Work to be completed
Your answer must consist solely of the line containing "pub async fn" and each line after it through the end of the data, copied exactly.

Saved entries
-=-=-

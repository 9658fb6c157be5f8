use actix_web::{web, HttpResponse, Responder};
use chrono::Utc;
use tracing::instrument;

use crate::{errors::DashboardError, use_cases::{extractors::Session, overview::load_overview}, AppState};

#[instrument(skip(session, state), fields(user = %session.key()))]
pub async fn overview(
    session: Session,
    state: web::Data<AppState>,
) -> Result<impl Responder, DashboardError> {
    let overview = load_overview(state.overview_sources(), Utc::now()).await?;
    Ok(HttpResponse::Ok().json(overview))
}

-=-=-

Response
pub async fn overview(
    session: Session,
    state: web::Data<AppState>,
) -> Result<impl Responder, DashboardError> {
    let overview = load_overview(state.overview_sources(), Utc::now()).await?;
    Ok(HttpResponse::Ok().json(overview))
}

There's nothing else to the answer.